**PROMPT**: From the entries below, list each line with "ContactsPage".

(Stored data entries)
==*==

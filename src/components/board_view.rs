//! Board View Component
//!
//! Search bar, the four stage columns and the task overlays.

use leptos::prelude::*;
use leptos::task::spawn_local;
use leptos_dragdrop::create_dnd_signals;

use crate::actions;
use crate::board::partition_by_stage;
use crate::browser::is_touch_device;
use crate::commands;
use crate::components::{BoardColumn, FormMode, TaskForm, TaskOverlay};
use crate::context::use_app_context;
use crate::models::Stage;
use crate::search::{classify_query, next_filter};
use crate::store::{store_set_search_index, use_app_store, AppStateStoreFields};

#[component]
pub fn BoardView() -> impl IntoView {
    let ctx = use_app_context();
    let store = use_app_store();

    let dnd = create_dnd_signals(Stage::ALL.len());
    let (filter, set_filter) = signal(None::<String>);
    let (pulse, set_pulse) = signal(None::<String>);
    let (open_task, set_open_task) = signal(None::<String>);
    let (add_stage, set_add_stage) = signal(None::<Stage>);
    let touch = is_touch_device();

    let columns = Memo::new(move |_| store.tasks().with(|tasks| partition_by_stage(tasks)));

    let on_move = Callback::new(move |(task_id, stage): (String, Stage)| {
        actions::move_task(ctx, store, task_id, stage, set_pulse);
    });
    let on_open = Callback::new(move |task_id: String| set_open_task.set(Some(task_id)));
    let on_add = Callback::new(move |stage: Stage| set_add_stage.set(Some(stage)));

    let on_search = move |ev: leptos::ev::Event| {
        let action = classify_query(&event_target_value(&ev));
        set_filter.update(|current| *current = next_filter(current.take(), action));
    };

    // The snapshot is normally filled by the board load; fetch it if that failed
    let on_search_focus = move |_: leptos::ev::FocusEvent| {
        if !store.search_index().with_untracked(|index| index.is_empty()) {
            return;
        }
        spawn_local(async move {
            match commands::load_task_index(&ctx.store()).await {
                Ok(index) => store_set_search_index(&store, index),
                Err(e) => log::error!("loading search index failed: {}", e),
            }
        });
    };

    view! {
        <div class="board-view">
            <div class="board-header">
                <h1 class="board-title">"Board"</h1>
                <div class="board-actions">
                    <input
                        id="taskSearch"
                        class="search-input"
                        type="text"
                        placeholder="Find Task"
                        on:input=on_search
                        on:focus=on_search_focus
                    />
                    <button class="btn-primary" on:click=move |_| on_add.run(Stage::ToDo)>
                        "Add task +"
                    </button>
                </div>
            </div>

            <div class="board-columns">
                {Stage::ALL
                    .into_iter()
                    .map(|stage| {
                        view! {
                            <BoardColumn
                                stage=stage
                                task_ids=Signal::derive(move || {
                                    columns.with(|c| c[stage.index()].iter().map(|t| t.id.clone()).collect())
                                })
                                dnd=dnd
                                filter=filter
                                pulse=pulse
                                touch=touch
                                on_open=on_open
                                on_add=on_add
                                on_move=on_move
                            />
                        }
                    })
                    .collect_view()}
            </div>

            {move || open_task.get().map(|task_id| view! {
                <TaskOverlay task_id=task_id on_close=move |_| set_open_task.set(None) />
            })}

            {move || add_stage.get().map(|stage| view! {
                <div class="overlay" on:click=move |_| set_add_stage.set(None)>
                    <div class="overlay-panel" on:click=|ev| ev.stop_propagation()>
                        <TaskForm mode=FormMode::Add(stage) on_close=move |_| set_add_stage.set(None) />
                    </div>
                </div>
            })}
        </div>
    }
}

==*==

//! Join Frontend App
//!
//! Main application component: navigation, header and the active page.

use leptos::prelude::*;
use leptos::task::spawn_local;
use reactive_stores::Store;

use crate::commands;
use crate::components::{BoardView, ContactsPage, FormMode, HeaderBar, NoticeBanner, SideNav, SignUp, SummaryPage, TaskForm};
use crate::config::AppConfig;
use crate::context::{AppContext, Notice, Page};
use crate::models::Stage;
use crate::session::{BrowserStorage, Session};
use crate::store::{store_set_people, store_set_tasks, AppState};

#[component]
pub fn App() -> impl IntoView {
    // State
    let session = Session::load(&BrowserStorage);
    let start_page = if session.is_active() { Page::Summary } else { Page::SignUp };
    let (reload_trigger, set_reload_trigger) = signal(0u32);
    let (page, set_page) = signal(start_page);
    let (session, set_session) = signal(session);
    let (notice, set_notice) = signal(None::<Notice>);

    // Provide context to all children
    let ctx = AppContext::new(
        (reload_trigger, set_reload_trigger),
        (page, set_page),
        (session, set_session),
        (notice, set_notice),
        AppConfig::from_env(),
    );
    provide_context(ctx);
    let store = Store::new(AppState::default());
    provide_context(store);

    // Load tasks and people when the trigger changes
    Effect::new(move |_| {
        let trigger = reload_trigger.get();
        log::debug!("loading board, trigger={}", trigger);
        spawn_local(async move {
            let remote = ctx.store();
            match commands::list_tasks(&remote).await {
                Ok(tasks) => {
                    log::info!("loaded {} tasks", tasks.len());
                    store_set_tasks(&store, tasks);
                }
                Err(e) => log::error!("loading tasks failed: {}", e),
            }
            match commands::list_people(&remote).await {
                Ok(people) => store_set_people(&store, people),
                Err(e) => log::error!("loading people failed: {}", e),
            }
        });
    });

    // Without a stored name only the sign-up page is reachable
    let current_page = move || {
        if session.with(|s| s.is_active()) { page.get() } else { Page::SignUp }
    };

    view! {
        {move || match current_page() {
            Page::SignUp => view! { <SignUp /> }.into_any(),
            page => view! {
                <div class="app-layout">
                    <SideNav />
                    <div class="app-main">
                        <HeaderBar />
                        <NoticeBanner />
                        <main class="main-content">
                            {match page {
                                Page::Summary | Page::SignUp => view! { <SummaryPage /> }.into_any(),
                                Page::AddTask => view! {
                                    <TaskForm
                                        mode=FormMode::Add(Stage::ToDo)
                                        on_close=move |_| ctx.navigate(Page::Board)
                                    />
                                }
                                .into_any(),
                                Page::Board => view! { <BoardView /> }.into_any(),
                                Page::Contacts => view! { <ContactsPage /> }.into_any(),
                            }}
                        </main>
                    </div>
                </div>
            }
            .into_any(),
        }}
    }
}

==*==

**OUTPUT FOR THIS EXERCISE**:
use crate::components::{BoardView, ContactsPage, FormMode, HeaderBar, NoticeBanner, SideNav, SignUp, SummaryPage, TaskForm};
                                Page::Contacts => view! { <ContactsPage /> }.into_any(),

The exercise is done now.